Basically, eat dinner later and offer her a snack to tide her over. Have calming play after dinner to start winding down (may add music to this). We tried to have her drink the formula out of a sippie cup that has a soft spout, but she didn't like it. It was more of a distraction, and she wasn't drinking much, so we went back to the bottle. I may try a different kind of cup in a  few weeks. We make a big deal about putting the bottle in the fridge and saying "Bye Bye. See you in the morning". We also have a sippie cup of water in her room while I am rocking her. She'll ask for it, but only takes a couple of sips and holds it. She just needs to know that it's there. We also put it in the crib with her. During the day, we constantly offer her food. Some days she doesn't eat much. Other days she eats a ton. I talked about this in detail with her day care and send lots of extra snacks for them to offer her.
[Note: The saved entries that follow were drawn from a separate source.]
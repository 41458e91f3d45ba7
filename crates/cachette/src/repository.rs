// Copyright (c) Microsoft Corporation.
// Licensed under the MIT License.

//! Decorator that adds derived operations on top of any store.

use std::time::Duration;

use serde::{Serialize, de::DeserializeOwned};

use crate::{Addable, Result, Store};

/// Adds convenience operations and a universal [`add`](Addable::add) to a [`Store`].
///
/// `Repository` implements [`Store`] by delegating to the wrapped store, so it
/// can be used anywhere a store is expected. On top of that it provides
/// [`missing`](Self::missing), [`delete`](Self::delete), [`set`](Self::set) and
/// an [`Addable`] implementation that works for every backend.
///
/// # Atomicity of `add`
///
/// When the wrapped store exposes a native [`Addable`] capability, `add`
/// delegates to it and is atomic, and the repository reports the same
/// capability through [`addable`](Store::addable). Otherwise `add` is emulated as
/// [`missing`](Self::missing) followed by [`set`](Self::set). The emulation is
/// **not atomic**: two concurrent callers can both observe the key as missing
/// and both write it. Callers that need exactly-once creation on such a
/// backend should guard the call with the store's [`lock`](Store::lock). In
/// that case the repository's own [`addable`](Store::addable) returns `None`.
///
/// # Examples
///
/// ```no_run
/// use std::time::Duration;
///
/// use cachette::{Addable, Repository, Store};
///
/// async fn remember_first_visit<S: Store>(repository: &Repository<S>, user: &str) -> cachette::Result<bool> {
///     repository.add(user, &"first-visit", Duration::from_secs(3600)).await
/// }
/// ```
#[derive(Clone, Debug)]
pub struct Repository<S> {
    store: S,
}

impl<S> Repository<S> {
    /// Wraps `store`.
    #[must_use]
    pub fn new(store: S) -> Self {
        Self { store }
    }

    /// Returns a reference to the wrapped store.
    #[must_use]
    pub fn inner(&self) -> &S {
        &self.store
    }

    /// Consumes the repository and returns the wrapped store.
    #[must_use]
    pub fn into_inner(self) -> S {
        self.store
    }
}

impl<S: Store> Repository<S> {
    /// Returns `true` if `key` is absent or expired.
    ///
    /// This is the exact negation of [`has`](Store::has); backend errors are
    /// returned unchanged.
    pub async fn missing(&self, key: &str) -> Result<bool> {
        self.store.has(key).await.map(|present| !present)
    }

    /// Deletes `key`. Same as [`forget`](Store::forget).
    pub async fn delete(&self, key: &str) -> Result<bool> {
        self.store.forget(key).await
    }

    /// Stores `value` under `key` with `ttl`. Same as [`put`](Store::put).
    pub async fn set<V>(&self, key: &str, value: &V, ttl: Duration) -> Result<bool>
    where
        V: Serialize + Sync + ?Sized,
    {
        self.store.put(key, value, ttl).await
    }
}

impl<S: Store> Addable for Repository<S> {
    async fn add<V>(&self, key: &str, value: &V, ttl: Duration) -> Result<bool>
    where
        V: Serialize + Sync + ?Sized,
    {
        if let Some(native) = self.store.addable() {
            return native.add(key, value, ttl).await;
        }

        tracing::debug!(key, "store has no atomic add, falling back to check-then-set");
        if self.missing(key).await? {
            self.set(key, value, ttl).await
        } else {
            Ok(false)
        }
    }
}

impl<S: Store> Store for Repository<S> {
    type Locker = S::Locker;
    type Addable = Self;

    async fn has(&self, key: &str) -> Result<bool> {
        self.store.has(key).await
    }

    async fn get<V>(&self, key: &str) -> Result<V>
    where
        V: DeserializeOwned + Send,
    {
        self.store.get(key).await
    }

    async fn put<V>(&self, key: &str, value: &V, ttl: Duration) -> Result<bool>
    where
        V: Serialize + Sync + ?Sized,
    {
        self.store.put(key, value, ttl).await
    }

    async fn increment(&self, key: &str, delta: i64) -> Result<i64> {
        self.store.increment(key, delta).await
    }

    async fn decrement(&self, key: &str, delta: i64) -> Result<i64> {
        self.store.decrement(key, delta).await
    }

    async fn forever<V>(&self, key: &str, value: &V) -> Result<bool>
    where
        V: Serialize + Sync + ?Sized,
    {
        self.store.forever(key, value).await
    }

    async fn forget(&self, key: &str) -> Result<bool> {
        self.store.forget(key).await
    }

    async fn flush(&self) -> Result<bool> {
        self.store.flush().await
    }

    fn prefix(&self) -> &str {
        self.store.prefix()
    }

    fn lock(&self, key: &str, ttl: Duration) -> Self::Locker {
        self.store.lock(key, ttl)
    }

    fn addable(&self) -> Option<&Self::Addable> {
        self.store.addable().map(|_| self)
    }
}

impl<S> From<S> for Repository<S> {
    fn from(store: S) -> Self {
        Self::new(store)
    }
}

#[cfg(test)]
mod tests {
    use super::*;
    use crate::ErrorKind;
    use crate::testing::{MockStore, StoreOp};

    const TTL: Duration = Duration::from_secs(60);

    fn block_on<F: std::future::Future>(f: F) -> F::Output {
        futures::executor::block_on(f)
    }

    #[test]
    fn add_without_native_capability_checks_then_sets() {
        block_on(async {
            let repository = Repository::new(MockStore::new());

            assert!(repository.add("key", &1, TTL).await.unwrap());
            assert_eq!(
                repository.inner().operations(),
                vec![
                    StoreOp::Has("key".to_string()),
                    StoreOp::Put {
                        key: "key".to_string(),
                        ttl: TTL
                    },
                ]
            );
        });
    }

    #[test]
    fn add_on_present_key_does_not_write() {
        block_on(async {
            let repository = Repository::new(MockStore::new());
            repository.set("key", &1, TTL).await.unwrap();
            repository.inner().clear_operations();

            assert!(!repository.add("key", &2, TTL).await.unwrap());
            assert_eq!(repository.inner().operations(), vec![StoreOp::Has("key".to_string())]);

            let value: i32 = repository.get("key").await.unwrap();
            assert_eq!(value, 1);
        });
    }

    #[test]
    fn add_propagates_has_failure_without_writing() {
        block_on(async {
            let repository = Repository::new(MockStore::new());
            repository.inner().fail_when(|op| matches!(op, StoreOp::Has(_)));

            let error = repository.add("key", &1, TTL).await.unwrap_err();
            assert_eq!(error.kind(), ErrorKind::Backend);
            assert!(!repository.inner().contains_key("key"));
        });
    }

    #[test]
    fn missing_negates_has() {
        block_on(async {
            let repository = Repository::new(MockStore::new());
            assert!(repository.missing("key").await.unwrap());

            repository.set("key", "value", TTL).await.unwrap();
            assert!(!repository.missing("key").await.unwrap());
        });
    }

    #[test]
    fn missing_and_has_fail_with_the_same_kind() {
        block_on(async {
            let repository = Repository::new(MockStore::new());
            repository.inner().fail_when(|op| matches!(op, StoreOp::Has(_)));

            let from_has = repository.has("key").await.unwrap_err();
            let from_missing = repository.missing("key").await.unwrap_err();
            assert_eq!(from_has.kind(), from_missing.kind());
            assert_eq!(from_has.key(), from_missing.key());
        });
    }

    #[test]
    fn delete_and_set_are_aliases() {
        block_on(async {
            let repository = Repository::new(MockStore::new());
            repository.set("key", "value", TTL).await.unwrap();
            assert!(repository.delete("key").await.unwrap());
            assert!(repository.delete("key").await.unwrap());

            assert_eq!(
                repository.inner().operations(),
                vec![
                    StoreOp::Put {
                        key: "key".to_string(),
                        ttl: TTL
                    },
                    StoreOp::Forget("key".to_string()),
                    StoreOp::Forget("key".to_string()),
                ]
            );
        });
    }

    #[test]
    fn repository_over_emulated_add_reports_no_native_capability() {
        let repository = Repository::new(MockStore::new());
        assert!(repository.inner().addable().is_none());
        assert!(repository.addable().is_none());
    }

    #[test]
    fn nested_repository_uses_inner_add() {
        block_on(async {
            let repository = Repository::new(Repository::new(MockStore::with_prefix("app")));
            assert_eq!(repository.prefix(), "app:");

            assert!(repository.addable().is_none());
            assert!(repository.add("key", &1, TTL).await.unwrap());
            assert!(!repository.add("key", &1, TTL).await.unwrap());
        });
    }
}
We've been doing this new routine for a little over a week and can tell it's making a big difference. As parents, you know as soon as you get one ting sorted, something else changes...and for us it can be hard to distinguish regular toddler behavior from something adoption related. I think form now on, when in doubt, just assume it's adoption stuff. In other words, if there's a issue, don't just assume they'll out grow it or it will resolve itself...AND TRUST YOUR INSTINCTS.